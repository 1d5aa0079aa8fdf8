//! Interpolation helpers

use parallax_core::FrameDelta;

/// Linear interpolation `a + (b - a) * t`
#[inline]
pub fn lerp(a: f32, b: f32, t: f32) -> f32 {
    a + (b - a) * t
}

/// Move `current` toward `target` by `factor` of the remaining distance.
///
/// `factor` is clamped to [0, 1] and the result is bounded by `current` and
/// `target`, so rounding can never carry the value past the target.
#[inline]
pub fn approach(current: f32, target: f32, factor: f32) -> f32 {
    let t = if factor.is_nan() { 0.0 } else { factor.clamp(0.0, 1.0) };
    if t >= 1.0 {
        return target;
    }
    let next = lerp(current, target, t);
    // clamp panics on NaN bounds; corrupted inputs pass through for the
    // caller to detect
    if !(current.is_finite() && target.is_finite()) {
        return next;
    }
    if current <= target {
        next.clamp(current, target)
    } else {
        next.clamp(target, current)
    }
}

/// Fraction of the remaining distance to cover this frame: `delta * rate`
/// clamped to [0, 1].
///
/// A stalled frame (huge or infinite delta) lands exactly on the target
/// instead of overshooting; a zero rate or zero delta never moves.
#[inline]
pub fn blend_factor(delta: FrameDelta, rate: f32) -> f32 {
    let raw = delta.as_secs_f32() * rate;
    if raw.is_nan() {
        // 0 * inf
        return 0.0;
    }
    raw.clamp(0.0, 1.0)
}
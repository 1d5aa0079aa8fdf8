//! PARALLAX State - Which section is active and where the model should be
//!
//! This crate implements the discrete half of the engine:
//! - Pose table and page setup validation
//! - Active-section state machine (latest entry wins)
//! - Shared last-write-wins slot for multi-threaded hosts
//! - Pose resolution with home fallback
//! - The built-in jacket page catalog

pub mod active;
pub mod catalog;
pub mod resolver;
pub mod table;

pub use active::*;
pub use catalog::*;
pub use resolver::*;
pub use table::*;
==
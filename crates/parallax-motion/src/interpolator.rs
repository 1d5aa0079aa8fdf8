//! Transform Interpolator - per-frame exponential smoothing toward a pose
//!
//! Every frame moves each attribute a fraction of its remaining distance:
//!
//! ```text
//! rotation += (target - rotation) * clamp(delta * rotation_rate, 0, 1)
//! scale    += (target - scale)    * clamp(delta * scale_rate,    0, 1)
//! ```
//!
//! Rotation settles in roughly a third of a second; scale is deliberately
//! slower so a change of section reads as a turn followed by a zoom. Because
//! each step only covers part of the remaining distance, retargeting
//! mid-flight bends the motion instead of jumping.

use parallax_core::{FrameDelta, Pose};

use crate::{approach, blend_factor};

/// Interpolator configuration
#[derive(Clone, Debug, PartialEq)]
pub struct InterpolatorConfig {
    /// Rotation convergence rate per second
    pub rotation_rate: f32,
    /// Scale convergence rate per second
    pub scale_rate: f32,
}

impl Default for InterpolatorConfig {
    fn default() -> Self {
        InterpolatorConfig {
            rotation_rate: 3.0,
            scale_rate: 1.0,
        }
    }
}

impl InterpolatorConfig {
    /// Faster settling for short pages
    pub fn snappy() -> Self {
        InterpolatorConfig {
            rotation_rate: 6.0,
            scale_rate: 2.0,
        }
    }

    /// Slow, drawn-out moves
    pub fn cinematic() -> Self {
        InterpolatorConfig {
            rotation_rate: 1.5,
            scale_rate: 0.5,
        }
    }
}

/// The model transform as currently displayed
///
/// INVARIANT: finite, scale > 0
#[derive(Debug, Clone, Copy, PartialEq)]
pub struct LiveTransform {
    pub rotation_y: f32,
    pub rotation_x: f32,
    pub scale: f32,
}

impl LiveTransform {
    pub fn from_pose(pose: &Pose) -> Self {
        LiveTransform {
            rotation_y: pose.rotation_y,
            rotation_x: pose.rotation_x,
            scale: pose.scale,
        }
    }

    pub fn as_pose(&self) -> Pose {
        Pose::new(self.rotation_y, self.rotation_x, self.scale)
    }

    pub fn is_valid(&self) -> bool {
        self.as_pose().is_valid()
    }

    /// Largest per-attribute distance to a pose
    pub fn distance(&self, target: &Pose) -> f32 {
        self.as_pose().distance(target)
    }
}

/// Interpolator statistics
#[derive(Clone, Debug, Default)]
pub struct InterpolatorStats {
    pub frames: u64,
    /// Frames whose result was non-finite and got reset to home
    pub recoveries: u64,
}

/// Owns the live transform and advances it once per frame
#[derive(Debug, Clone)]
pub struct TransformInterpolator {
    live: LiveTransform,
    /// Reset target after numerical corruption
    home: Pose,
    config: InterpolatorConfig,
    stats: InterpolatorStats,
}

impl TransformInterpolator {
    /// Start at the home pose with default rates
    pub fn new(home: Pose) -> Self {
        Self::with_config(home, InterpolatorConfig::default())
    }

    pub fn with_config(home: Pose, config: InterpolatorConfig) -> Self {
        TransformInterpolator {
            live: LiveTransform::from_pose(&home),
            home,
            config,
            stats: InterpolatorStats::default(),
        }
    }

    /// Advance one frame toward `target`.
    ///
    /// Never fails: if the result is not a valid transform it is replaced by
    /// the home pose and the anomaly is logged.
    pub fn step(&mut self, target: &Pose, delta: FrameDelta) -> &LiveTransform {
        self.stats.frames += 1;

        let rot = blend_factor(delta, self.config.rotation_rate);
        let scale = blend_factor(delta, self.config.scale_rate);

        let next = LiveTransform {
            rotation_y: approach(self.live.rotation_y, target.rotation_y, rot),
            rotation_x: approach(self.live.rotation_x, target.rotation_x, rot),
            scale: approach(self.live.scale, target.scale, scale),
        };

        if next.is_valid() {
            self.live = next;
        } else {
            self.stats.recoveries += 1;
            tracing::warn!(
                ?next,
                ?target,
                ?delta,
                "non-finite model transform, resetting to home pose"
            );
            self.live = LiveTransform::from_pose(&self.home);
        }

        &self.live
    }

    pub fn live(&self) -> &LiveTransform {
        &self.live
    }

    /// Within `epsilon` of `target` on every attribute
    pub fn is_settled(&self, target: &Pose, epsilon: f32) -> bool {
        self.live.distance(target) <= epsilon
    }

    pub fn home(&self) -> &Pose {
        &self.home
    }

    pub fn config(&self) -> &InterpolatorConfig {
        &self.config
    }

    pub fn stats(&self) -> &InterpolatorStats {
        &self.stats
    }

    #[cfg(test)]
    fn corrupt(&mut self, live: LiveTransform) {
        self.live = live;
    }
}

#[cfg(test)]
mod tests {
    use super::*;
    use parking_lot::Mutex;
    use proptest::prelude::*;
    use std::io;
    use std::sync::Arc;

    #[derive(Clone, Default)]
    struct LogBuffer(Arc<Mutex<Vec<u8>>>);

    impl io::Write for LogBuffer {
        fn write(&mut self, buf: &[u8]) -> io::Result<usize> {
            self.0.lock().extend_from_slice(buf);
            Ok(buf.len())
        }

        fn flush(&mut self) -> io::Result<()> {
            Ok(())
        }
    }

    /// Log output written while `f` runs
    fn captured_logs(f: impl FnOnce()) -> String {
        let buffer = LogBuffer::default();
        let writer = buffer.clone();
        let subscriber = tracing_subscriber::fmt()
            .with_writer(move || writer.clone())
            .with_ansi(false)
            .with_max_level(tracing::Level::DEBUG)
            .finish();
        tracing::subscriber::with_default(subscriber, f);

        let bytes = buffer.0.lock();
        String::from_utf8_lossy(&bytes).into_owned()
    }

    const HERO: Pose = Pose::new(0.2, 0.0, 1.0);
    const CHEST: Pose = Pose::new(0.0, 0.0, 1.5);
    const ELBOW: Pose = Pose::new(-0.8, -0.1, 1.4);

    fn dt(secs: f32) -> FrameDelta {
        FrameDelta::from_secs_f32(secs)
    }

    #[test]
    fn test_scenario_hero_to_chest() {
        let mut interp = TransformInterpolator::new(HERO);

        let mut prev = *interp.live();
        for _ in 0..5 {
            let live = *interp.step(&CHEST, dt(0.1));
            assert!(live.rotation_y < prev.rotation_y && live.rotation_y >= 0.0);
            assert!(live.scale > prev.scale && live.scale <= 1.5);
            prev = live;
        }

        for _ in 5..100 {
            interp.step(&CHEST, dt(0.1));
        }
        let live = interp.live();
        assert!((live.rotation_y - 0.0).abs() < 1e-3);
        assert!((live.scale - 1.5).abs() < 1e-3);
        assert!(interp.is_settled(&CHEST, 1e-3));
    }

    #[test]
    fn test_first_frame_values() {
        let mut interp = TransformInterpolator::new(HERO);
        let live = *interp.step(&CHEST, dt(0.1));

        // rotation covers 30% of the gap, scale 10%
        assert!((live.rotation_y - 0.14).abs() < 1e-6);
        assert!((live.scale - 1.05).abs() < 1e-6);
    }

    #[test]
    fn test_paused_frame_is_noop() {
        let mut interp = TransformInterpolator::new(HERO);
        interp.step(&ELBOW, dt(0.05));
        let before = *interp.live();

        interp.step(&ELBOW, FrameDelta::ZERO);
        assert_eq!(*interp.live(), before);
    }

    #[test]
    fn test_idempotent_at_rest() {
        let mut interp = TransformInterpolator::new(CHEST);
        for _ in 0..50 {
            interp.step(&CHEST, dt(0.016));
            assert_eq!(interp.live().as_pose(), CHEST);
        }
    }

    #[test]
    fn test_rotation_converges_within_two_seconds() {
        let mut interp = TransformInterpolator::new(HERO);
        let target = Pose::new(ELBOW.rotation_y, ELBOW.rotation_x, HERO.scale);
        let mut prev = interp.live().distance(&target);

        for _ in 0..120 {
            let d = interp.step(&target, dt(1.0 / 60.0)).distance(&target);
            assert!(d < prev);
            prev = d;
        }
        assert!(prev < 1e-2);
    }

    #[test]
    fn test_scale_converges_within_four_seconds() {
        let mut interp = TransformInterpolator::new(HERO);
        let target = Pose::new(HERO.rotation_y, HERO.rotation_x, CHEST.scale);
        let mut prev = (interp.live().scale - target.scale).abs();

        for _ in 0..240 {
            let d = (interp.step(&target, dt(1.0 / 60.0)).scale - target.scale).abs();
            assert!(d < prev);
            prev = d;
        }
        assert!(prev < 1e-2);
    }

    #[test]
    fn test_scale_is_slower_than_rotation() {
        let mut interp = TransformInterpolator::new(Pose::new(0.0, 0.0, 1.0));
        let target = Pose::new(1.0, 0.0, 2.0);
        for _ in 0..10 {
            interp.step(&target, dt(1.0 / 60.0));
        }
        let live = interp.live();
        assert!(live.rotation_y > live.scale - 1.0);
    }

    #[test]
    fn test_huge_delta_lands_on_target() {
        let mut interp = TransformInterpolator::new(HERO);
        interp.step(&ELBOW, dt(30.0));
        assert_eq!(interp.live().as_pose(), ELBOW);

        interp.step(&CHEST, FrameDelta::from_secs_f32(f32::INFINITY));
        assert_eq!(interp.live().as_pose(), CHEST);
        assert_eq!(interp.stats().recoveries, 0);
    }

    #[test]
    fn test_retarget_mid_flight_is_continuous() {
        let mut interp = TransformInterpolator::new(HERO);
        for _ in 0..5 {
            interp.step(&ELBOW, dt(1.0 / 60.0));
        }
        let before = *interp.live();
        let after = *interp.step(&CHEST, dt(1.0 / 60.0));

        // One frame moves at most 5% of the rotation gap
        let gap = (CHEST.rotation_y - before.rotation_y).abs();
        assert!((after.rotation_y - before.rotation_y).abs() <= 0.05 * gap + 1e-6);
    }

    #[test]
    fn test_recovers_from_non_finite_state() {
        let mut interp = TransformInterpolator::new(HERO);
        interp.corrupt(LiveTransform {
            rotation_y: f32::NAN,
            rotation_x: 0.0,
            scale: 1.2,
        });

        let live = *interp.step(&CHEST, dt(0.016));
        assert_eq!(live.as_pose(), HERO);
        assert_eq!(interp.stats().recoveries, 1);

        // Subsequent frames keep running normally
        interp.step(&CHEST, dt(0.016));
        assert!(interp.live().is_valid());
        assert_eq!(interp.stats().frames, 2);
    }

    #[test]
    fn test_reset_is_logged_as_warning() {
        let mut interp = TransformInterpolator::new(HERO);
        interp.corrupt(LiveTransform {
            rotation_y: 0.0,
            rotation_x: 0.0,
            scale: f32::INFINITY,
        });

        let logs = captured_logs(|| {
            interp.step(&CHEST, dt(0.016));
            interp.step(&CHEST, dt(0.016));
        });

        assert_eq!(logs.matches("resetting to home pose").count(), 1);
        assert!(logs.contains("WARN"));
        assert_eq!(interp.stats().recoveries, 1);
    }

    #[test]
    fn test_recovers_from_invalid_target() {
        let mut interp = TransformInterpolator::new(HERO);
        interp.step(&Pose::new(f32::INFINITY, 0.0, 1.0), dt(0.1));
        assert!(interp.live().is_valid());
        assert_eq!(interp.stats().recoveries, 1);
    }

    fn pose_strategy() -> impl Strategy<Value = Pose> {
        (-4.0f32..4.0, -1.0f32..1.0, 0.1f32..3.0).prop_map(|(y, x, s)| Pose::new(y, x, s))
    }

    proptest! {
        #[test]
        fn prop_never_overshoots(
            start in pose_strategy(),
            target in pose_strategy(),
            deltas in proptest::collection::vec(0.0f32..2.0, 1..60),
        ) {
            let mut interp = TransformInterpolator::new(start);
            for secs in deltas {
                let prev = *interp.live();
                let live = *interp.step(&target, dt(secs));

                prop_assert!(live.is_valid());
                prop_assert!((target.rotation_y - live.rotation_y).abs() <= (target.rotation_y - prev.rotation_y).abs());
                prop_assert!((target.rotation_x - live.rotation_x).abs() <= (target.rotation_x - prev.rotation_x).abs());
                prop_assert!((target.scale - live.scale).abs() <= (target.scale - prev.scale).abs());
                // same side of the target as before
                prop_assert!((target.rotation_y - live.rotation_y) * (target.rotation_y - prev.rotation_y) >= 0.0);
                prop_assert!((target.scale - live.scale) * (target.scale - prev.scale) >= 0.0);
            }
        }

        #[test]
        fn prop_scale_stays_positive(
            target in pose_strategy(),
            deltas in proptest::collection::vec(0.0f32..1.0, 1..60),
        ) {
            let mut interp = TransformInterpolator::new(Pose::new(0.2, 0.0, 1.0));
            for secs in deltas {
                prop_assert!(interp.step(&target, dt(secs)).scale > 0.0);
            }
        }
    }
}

» **PROBLEM REQUIREMENTS**:
Please copy out each line of the material that contains the string "return".

» **PROBLEM SOLUTION**:
        return target;
        return next;
        return 0.0;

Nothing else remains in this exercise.